◆ **About this task**
What you write must match exactly the lines from the one with "let gradient = theme.background_gradient.as_ref().unwrap();" through the last line of the material below.

Top of Data to use

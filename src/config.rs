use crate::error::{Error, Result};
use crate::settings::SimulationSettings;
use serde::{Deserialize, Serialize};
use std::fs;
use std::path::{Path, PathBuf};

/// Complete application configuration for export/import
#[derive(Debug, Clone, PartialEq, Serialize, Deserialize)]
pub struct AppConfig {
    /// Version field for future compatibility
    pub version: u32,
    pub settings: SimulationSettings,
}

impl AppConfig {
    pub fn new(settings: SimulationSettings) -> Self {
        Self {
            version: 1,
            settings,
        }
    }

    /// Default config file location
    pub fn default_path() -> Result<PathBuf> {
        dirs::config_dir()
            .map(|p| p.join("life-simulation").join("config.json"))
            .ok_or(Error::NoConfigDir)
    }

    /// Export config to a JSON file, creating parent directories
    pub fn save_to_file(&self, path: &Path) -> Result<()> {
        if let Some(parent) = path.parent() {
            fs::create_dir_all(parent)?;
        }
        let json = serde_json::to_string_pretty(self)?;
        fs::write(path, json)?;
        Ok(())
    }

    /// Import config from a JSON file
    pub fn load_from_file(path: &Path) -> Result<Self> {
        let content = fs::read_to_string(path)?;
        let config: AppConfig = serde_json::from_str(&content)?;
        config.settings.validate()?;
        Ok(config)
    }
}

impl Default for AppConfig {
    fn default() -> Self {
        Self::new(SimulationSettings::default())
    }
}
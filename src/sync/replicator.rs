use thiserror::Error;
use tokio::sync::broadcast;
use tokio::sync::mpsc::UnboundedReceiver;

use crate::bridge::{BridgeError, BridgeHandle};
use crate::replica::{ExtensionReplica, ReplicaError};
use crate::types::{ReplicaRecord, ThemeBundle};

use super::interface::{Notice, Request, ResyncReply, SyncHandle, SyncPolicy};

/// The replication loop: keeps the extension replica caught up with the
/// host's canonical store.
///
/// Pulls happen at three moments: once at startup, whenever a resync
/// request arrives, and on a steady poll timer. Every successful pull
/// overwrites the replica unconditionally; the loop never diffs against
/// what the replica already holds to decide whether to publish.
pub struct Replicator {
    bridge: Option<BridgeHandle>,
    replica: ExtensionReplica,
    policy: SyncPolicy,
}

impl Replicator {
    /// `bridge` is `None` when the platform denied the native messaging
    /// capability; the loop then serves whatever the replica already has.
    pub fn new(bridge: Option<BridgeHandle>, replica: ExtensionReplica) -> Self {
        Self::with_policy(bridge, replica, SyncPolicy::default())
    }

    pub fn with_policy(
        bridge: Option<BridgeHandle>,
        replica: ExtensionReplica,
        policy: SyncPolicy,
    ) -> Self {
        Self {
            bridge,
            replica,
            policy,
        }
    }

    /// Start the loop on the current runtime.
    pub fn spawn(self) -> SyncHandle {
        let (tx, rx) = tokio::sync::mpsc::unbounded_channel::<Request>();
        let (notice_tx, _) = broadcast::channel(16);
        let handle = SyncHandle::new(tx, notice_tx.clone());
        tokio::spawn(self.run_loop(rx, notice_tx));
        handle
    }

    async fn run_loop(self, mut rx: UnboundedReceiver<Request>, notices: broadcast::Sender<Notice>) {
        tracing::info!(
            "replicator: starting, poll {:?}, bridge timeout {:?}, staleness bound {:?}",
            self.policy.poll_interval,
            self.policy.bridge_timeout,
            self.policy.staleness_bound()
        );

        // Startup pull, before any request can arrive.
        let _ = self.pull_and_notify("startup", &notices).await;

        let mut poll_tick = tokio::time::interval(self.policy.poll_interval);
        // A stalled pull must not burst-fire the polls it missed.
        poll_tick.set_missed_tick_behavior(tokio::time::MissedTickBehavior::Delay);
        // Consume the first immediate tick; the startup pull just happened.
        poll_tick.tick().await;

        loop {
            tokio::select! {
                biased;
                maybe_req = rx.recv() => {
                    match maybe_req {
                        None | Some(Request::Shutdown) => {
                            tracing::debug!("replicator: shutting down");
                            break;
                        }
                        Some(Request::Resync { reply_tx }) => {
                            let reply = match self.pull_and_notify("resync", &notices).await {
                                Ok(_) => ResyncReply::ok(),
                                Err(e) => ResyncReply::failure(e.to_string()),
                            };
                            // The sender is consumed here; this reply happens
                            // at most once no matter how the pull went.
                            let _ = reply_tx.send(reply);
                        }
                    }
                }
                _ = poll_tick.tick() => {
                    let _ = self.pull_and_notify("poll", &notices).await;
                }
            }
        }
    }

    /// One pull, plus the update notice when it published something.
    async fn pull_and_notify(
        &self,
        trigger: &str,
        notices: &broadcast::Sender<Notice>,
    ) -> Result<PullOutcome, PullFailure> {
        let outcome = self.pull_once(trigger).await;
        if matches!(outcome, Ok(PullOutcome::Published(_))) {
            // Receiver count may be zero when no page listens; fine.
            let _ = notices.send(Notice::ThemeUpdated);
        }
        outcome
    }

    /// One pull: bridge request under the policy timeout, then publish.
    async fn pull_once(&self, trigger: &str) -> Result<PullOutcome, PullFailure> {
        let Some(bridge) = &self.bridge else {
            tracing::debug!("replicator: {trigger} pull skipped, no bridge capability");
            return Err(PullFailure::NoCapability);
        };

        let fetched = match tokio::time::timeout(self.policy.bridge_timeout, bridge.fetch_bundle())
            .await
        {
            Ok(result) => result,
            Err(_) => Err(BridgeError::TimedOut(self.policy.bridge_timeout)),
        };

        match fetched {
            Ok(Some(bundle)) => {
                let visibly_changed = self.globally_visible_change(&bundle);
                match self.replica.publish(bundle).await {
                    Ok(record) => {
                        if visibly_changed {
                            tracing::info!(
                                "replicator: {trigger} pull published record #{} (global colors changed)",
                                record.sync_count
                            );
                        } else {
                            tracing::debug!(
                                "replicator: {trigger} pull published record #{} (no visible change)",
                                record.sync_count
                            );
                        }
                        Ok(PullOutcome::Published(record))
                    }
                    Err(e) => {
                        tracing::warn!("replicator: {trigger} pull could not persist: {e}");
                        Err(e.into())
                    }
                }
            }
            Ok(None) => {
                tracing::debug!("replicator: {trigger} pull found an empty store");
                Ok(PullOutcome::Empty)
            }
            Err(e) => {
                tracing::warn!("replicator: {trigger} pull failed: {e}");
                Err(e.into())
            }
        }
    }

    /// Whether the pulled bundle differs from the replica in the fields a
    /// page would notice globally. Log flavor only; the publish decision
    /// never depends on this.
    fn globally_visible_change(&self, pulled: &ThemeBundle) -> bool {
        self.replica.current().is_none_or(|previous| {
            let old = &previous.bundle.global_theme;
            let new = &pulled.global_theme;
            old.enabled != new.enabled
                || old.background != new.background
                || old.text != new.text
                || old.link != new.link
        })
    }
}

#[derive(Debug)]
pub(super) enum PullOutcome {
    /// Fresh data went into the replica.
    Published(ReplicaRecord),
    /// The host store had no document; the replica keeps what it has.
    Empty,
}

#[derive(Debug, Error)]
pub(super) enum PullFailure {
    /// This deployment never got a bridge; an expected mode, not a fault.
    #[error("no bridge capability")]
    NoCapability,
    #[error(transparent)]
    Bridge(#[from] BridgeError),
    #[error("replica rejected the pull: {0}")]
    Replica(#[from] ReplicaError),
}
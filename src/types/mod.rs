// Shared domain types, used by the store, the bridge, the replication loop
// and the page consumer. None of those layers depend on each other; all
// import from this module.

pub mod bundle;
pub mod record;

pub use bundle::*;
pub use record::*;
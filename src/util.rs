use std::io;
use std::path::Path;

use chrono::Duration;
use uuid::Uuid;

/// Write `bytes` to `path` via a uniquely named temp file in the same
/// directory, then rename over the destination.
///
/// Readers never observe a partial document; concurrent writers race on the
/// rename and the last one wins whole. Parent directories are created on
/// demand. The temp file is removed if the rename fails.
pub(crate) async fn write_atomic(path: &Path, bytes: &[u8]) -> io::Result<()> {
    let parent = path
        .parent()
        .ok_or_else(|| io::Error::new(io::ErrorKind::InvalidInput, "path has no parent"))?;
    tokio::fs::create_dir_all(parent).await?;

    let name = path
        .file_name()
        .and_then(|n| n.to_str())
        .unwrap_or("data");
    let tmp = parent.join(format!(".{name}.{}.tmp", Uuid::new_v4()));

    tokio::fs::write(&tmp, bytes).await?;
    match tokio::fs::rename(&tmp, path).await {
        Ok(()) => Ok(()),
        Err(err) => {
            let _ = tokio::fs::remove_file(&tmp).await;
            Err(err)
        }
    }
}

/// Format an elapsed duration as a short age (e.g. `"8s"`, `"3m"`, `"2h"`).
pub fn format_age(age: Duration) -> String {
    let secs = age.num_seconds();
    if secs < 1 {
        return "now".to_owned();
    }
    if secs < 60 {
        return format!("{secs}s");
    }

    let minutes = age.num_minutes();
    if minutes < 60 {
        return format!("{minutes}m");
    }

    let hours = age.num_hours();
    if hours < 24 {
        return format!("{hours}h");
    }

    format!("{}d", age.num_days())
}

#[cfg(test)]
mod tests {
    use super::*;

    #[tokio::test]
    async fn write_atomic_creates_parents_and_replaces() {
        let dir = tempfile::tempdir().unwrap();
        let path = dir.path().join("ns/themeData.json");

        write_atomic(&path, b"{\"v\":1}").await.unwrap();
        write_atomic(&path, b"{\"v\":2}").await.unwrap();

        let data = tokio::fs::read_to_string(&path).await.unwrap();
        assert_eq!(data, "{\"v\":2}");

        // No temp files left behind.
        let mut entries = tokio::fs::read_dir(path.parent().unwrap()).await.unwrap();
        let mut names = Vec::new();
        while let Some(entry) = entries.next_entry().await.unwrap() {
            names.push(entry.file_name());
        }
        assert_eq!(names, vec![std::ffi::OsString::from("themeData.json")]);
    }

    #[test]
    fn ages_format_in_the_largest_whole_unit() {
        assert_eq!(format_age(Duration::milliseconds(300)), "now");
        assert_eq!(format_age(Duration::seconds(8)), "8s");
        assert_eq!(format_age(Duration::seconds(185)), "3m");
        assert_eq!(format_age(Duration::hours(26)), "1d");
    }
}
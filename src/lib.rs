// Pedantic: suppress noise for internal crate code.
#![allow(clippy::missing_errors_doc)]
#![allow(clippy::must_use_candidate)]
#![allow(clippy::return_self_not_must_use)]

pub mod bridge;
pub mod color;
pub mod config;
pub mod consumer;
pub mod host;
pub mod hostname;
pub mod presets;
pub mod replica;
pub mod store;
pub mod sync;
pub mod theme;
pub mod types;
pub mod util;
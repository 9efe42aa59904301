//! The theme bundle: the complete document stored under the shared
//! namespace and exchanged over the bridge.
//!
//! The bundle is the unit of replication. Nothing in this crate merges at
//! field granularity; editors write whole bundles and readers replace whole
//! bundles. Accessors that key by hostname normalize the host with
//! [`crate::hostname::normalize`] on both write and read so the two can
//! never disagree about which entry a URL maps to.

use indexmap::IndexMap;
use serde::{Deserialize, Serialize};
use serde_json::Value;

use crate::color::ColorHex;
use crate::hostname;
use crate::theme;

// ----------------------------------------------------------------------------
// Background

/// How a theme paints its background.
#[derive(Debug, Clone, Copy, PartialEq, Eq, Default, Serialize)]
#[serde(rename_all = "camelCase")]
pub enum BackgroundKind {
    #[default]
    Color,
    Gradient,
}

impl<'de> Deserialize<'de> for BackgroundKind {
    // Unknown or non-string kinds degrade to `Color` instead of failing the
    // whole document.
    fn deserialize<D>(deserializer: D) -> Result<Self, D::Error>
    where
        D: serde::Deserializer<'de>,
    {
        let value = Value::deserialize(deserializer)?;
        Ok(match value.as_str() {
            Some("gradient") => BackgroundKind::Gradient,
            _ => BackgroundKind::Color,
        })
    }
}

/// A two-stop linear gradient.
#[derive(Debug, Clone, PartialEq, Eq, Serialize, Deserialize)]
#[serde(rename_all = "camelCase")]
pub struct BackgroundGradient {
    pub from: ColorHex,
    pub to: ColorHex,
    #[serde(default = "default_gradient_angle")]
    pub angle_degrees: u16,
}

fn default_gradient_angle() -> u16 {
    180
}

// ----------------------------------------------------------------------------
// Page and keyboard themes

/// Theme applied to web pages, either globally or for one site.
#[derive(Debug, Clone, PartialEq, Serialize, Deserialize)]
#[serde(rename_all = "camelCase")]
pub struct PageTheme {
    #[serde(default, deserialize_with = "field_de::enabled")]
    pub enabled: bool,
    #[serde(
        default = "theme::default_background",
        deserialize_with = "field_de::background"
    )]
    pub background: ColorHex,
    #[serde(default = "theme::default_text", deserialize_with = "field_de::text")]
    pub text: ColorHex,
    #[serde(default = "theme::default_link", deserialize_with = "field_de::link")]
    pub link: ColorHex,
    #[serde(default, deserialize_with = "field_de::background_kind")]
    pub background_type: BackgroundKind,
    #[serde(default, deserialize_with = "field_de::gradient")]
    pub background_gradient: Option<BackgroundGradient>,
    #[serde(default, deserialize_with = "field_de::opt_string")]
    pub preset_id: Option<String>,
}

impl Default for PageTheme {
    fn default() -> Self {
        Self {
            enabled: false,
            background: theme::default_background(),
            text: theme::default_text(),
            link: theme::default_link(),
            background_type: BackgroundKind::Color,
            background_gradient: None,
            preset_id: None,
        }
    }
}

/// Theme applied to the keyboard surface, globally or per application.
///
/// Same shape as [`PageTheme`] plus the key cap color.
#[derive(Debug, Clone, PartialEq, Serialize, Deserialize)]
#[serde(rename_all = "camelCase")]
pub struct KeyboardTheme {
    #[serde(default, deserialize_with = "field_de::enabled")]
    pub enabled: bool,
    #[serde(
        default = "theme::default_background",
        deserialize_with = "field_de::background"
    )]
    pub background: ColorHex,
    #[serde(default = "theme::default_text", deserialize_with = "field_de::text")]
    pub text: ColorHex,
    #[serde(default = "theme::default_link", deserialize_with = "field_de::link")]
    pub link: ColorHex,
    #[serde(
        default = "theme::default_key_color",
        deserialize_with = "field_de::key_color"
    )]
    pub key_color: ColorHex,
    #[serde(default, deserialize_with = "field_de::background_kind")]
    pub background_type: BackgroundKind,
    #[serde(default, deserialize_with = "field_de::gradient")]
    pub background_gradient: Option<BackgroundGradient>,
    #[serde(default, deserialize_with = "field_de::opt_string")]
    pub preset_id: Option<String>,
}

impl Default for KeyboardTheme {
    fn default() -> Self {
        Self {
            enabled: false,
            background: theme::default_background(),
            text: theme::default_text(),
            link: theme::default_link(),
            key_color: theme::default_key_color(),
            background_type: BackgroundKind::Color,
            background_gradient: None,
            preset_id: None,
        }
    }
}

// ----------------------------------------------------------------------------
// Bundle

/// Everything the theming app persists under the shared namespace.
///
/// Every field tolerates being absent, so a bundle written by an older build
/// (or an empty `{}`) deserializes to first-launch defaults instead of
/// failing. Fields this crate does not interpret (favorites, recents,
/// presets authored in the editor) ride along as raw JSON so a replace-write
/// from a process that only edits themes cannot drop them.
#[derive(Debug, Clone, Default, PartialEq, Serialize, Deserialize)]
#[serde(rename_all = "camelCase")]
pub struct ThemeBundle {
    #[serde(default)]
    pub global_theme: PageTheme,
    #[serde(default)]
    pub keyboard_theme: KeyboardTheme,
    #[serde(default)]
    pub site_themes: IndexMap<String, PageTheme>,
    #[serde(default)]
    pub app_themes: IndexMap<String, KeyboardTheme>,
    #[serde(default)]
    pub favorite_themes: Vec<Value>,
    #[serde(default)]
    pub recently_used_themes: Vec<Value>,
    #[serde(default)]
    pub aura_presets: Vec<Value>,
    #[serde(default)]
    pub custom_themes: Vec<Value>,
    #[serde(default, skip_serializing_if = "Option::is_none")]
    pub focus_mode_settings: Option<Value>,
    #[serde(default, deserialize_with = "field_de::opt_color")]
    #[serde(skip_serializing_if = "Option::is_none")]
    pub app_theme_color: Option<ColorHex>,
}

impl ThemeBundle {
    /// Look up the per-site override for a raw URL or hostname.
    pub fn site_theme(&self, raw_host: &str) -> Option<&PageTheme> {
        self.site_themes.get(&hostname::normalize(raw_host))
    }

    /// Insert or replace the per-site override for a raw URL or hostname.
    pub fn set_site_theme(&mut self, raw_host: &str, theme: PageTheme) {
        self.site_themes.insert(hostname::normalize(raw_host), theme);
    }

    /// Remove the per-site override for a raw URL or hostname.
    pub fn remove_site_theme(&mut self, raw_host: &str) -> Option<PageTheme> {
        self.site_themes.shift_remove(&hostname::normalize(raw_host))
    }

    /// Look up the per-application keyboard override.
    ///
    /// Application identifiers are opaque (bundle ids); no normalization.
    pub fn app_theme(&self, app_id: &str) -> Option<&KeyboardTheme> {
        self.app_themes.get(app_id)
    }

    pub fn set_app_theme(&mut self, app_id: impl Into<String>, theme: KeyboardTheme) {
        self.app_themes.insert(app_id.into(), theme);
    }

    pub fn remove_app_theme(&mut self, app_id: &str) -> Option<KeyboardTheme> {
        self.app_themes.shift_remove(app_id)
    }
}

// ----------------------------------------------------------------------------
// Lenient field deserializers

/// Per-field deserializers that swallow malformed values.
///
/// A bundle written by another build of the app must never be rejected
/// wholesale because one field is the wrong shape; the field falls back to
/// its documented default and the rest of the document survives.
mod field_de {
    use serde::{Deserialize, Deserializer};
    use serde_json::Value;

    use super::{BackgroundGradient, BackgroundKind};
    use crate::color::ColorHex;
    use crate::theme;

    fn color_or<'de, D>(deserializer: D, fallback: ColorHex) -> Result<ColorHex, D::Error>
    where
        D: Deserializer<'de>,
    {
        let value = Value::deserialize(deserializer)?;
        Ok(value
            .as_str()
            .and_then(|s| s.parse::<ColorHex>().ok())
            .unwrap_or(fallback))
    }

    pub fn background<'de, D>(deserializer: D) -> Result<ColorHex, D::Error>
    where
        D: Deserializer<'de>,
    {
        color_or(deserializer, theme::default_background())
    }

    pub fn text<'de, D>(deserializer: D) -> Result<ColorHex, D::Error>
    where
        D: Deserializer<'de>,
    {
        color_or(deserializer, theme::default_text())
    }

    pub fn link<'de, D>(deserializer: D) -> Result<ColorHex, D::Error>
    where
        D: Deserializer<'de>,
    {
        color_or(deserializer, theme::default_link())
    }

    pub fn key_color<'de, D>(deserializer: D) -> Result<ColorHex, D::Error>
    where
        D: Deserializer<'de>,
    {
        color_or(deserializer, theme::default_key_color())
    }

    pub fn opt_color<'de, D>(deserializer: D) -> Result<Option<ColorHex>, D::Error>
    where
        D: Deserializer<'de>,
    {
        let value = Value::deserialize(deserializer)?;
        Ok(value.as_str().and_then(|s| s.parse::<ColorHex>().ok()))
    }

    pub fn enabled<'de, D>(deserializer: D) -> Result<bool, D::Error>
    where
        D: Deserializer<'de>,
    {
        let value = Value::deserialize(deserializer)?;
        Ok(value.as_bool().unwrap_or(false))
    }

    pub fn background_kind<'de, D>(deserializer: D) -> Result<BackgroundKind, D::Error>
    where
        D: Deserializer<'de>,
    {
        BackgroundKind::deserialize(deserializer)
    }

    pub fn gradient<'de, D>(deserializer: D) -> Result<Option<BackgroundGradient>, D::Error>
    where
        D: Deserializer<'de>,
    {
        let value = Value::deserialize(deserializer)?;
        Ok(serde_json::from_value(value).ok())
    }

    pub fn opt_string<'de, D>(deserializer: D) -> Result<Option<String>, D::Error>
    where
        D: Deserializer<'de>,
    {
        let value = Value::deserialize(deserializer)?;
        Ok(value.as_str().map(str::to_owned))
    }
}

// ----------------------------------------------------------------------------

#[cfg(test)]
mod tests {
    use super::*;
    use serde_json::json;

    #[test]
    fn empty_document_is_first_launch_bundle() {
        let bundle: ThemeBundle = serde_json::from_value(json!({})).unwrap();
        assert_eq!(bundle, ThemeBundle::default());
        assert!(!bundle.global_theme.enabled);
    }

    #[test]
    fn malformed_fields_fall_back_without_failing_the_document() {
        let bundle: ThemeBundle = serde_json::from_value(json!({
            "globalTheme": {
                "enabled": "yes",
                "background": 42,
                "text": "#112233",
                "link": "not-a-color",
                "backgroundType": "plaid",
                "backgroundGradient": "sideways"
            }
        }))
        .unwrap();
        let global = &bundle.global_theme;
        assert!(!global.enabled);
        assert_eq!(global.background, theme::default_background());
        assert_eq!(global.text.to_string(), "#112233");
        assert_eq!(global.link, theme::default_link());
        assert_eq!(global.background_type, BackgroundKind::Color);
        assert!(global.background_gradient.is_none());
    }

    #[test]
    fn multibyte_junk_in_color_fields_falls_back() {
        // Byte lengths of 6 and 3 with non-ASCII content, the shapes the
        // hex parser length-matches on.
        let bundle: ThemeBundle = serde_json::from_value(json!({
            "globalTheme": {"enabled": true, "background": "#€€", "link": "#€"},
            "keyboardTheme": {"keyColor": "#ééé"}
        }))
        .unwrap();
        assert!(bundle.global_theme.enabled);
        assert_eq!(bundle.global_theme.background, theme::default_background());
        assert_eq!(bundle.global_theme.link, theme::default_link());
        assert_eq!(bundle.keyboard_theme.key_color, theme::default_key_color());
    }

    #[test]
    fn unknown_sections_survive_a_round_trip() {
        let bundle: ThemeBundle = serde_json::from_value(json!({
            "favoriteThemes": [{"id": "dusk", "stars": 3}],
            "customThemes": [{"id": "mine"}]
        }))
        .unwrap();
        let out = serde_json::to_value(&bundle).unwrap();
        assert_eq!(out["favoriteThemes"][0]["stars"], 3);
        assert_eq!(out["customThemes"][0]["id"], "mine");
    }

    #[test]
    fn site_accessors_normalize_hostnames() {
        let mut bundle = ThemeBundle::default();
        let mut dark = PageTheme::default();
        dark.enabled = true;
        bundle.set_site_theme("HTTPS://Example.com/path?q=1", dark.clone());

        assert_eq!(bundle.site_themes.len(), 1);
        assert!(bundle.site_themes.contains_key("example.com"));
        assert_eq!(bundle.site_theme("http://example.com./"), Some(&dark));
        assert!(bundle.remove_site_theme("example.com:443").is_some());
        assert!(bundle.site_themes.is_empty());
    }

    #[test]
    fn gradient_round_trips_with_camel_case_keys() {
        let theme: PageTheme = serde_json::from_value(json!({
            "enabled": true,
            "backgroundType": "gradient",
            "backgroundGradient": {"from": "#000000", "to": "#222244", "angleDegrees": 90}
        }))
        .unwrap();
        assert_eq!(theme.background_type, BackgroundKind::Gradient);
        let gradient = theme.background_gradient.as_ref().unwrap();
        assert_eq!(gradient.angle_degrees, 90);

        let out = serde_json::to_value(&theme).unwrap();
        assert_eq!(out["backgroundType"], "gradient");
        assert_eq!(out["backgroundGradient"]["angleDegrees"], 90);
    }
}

Bottom of Data to use

◆ **Exercise output**
        let gradient = theme.background_gradient.as_ref().unwrap();
        assert_eq!(gradient.angle_degrees, 90);

        let out = serde_json::to_value(&theme).unwrap();
        assert_eq!(out["backgroundType"], "gradient");
        assert_eq!(out["backgroundGradient"]["angleDegrees"], 90);
    }
}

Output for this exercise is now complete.